Hi Friends,
I am writing this blog on my way back from Great Indian Developer Summit where I presented 2 sessions and received great feedback on my session. I had started the SQL Server Index Internals series sometime back and posted two blogs. You can find them here:
This is the third one in the series and today I will talk about Index Union operations.
Lets create two non-clustered indexes on SalesOrderHeader table in AdventureWorks database:
USE AdventureWorks GO CREATEINDEX idx_nc_OrderDate on sales.SalesOrderHeader(OrderDate) CREATEINDEX idx_nc_ShipDate on sales.SalesOrderHeader(ShipDate)
And execute the following query (turn on actual execution plan):
SELECT SalesOrderId FROM sales.SalesOrderHeader WHERE OrderDate BETWEEN'2002-01-01'AND'2002-01-07' OR ShipDate BETWEEN'2002-01-01'AND'2002-01-07'
After observing the above query, you will notice why I created two non-clustered indexes on OrderDate&ShipDate respectively.
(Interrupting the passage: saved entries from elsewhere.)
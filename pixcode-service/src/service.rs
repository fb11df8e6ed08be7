/******************************************************************************
   Author: Joaquín Béjar García
   Email: jb@taunais.com
   Date: 19/10/26
******************************************************************************/

//! Payment request orchestrator.
//!
//! [`PixService`] ties the codec to its two collaborators: it assembles a
//! payload for a merchant, asks the renderer for an image of it, and forwards
//! settlement-status queries to the configured provider.

use crate::config::{MerchantConfig, ServiceConfig};
use crate::txid::generate_tx_id;
use chrono::Utc;
use pixcode_brcode::assemble;
use pixcode_core::error::{ConfigError, DecodeError, PixError, RenderError, StatusError};
use pixcode_core::types::{ParsedPixData, PaymentRequest, PixCode, QrImage, SettlementStatus};
use pixcode_provider::{
    QrRenderer, SettlementStatusProvider, SimulatedStatusProvider, SvgQrRenderer,
};
use rust_decimal::Decimal;
use std::sync::Arc;
use tracing::{debug, info};

/// Generates a payload for `merchant` without rendering it.
///
/// A zero amount produces an open-amount code. Empty `description` or
/// `tx_id` are omitted from the payload. The merchant is checked against
/// [`MerchantConfig::validate`] first, whichever path it came from.
///
/// # Errors
/// Returns `PixError::Config` if the merchant identity is empty or over its
/// length limits, and `PixError::Encode` if the amount is negative or a
/// field does not fit its length prefix.
pub fn generate_pix_code(
    merchant: &MerchantConfig,
    amount: Decimal,
    description: &str,
    tx_id: Option<&str>,
) -> Result<PixCode, PixError> {
    merchant.validate()?;
    let tx_id = tx_id.filter(|s| !s.is_empty());
    let pix_code = assemble(
        &merchant.pix_key,
        &merchant.merchant_name,
        &merchant.merchant_city,
        Some(amount),
        tx_id,
        Some(description),
    )?;

    Ok(PixCode {
        qr_code_data: pix_code.clone(),
        pix_code,
        tx_id: tx_id.map(str::to_string),
        amount,
    })
}

/// PIX payment request orchestrator.
///
/// The codec operations are synchronous; only rendering and status queries
/// are awaited. A service is cheap to clone and safe to share across tasks.
#[derive(Debug)]
pub struct PixService<R = SvgQrRenderer, S = SimulatedStatusProvider> {
    /// Image-rendering collaborator.
    renderer: Arc<R>,
    /// Settlement-status collaborator.
    status_provider: Arc<S>,
    /// Default merchant identity.
    merchant: MerchantConfig,
    /// Orchestrator tunables.
    config: ServiceConfig,
}

impl<R, S> Clone for PixService<R, S> {
    fn clone(&self) -> Self {
        Self {
            renderer: Arc::clone(&self.renderer),
            status_provider: Arc::clone(&self.status_provider),
            merchant: self.merchant.clone(),
            config: self.config.clone(),
        }
    }
}

impl<R, S> PixService<R, S>
where
    R: QrRenderer,
    S: SettlementStatusProvider,
{
    pub(crate) const fn from_parts(
        renderer: Arc<R>,
        status_provider: Arc<S>,
        merchant: MerchantConfig,
        config: ServiceConfig,
    ) -> Self {
        Self {
            renderer,
            status_provider,
            merchant,
            config,
        }
    }

    /// Generates a payload for the default merchant.
    ///
    /// # Errors
    /// See [`generate_pix_code`].
    pub fn generate_pix_code(
        &self,
        amount: Decimal,
        description: &str,
        tx_id: Option<&str>,
    ) -> Result<PixCode, PixError> {
        generate_pix_code(&self.merchant, amount, description, tx_id)
    }

    /// Generates a payload for an explicit merchant.
    ///
    /// # Errors
    /// See [`generate_pix_code`].
    pub fn generate_pix_code_for(
        &self,
        merchant: &MerchantConfig,
        amount: Decimal,
        description: &str,
        tx_id: Option<&str>,
    ) -> Result<PixCode, PixError> {
        generate_pix_code(merchant, amount, description, tx_id)
    }

    /// Returns true if `code` is a well-formed payload with a valid checksum.
    #[must_use]
    pub fn validate_pix_code(&self, code: &str) -> bool {
        pixcode_brcode::validate(code)
    }

    /// Parses a payload.
    ///
    /// # Errors
    /// Returns `DecodeError` if the payload does not validate or is malformed.
    pub fn parse_pix_code(&self, code: &str) -> Result<ParsedPixData, DecodeError> {
        pixcode_brcode::parse(code)
    }

    /// Creates a payment request for the default merchant.
    ///
    /// # Errors
    /// See [`PixService::create_pix_payment_for`].
    pub async fn create_pix_payment(
        &self,
        amount: Decimal,
        description: &str,
        plan_id: &str,
    ) -> Result<PaymentRequest, PixError> {
        self.create_pix_payment_for(&self.merchant, amount, description, plan_id)
            .await
    }

    /// Creates a payment request for an explicit merchant.
    ///
    /// Generates a fresh transaction id, assembles the payload, renders it,
    /// and stamps the request with `now + payment_expiry`.
    ///
    /// # Errors
    /// Returns `PixError::Config` if `merchant` fails
    /// [`MerchantConfig::validate`], `PixError::Encode` if the payload
    /// cannot be assembled,
    /// `PixError::Render` if rendering fails or times out, and
    /// `PixError::Config` if the expiry cannot be applied.
    pub async fn create_pix_payment_for(
        &self,
        merchant: &MerchantConfig,
        amount: Decimal,
        description: &str,
        plan_id: &str,
    ) -> Result<PaymentRequest, PixError> {
        let tx_id = generate_tx_id(&self.config.tx_id_prefix, plan_id);
        let code = generate_pix_code(merchant, amount, description, Some(&tx_id))?;
        let image = self.render(&code.pix_code).await?;

        let expiry = chrono::Duration::from_std(self.config.payment_expiry).map_err(|e| {
            ConfigError::Invalid {
                field: "payment_expiry",
                reason: e.to_string(),
            }
        })?;
        let expires_at = Utc::now() + expiry;

        info!(
            tx_id = %tx_id,
            plan_id,
            %amount,
            %expires_at,
            "created pix payment request"
        );

        Ok(PaymentRequest {
            pix_code: code.pix_code,
            tx_id,
            amount,
            qr_code_image: image,
            expires_at,
            description: description.to_string(),
            plan_id: plan_id.to_string(),
        })
    }

    /// Queries the settlement status of a transaction.
    ///
    /// The answer is only authoritative when
    /// [`SettlementStatus::is_confirmed`] returns true.
    ///
    /// # Errors
    /// Returns `StatusError` from the provider.
    pub async fn check_pix_payment(&self, tx_id: &str) -> Result<SettlementStatus, StatusError> {
        let status = self.status_provider.status(tx_id).await?;
        debug!(tx_id, status = %status.status, simulated = status.simulated, "settlement status");
        Ok(status)
    }

    async fn render(&self, text: &str) -> Result<QrImage, RenderError> {
        let render = self.renderer.render(text, &self.config.render_options);
        match self.config.render_timeout {
            Some(limit) => tokio::time::timeout(limit, render)
                .await
                .map_err(|_| RenderError::Timeout {
                    elapsed_ms: u64::try_from(limit.as_millis()).unwrap_or(u64::MAX),
                })?,
            None => render.await,
        }
    }

    /// Returns the default merchant identity.
    #[must_use]
    pub const fn merchant(&self) -> &MerchantConfig {
        &self.merchant
    }

    /// Returns the service configuration.
    #[must_use]
    pub const fn config(&self) -> &ServiceConfig {
        &self.config
    }

    /// Returns the renderer.
    #[must_use]
    pub fn renderer(&self) -> Arc<R> {
        Arc::clone(&self.renderer)
    }

    /// Returns the settlement-status provider.
    #[must_use]
    pub fn status_provider(&self) -> Arc<S> {
        Arc::clone(&self.status_provider)
    }
}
Now let us see the execution plan for the above query and analyze what the optimizer has done:
The optimizer has basically used both the indexes since we were using those columns in our query predicates. And it joins the data (concatenation operator). This kind of operation is called as Index union.
So here is a question for you; what is the purpose of Distinct Sort operator? Post your answers as comments 🙂 – And yes, I will respond to each comment (I know I have been late in responding and still some responses are pending. I will clear my back log quickly 🙂
My guess is that because you concatenate 2 results that come from 2 differents indexes involve a high potential of duplicate results of SalesOrderId that comes from these 2 indexes. SQL needs to remove those duplicates to conform to expected results of the query (Only 1 table is used in the query that sould not produce duplicates if SalesOrderId is unique). The most effective way to eliminate duplicates is sorting them and removing multiple consecutive identical results.
My Question is the following:
– What happens if SalesOrderId is not Unique in the table? How SQL Server can identify duplicates that comes from the scan of 2 indexes from the real duplicates in the table (that must be returned).
– The execution plan will probably looks different, if you could provide an example and explain the new one it could be great
Thanks for this explanation, learning a little thing each day make better DBA.
Hi Amit
How can i tune or create index on below query if employee table is huge.
select * from employee where last_name like ‘%A’
It says DISTINCT sort. After merging data selected from 2 unrelated indexes some of which can refer to the same records, it needs to pick distinct records only.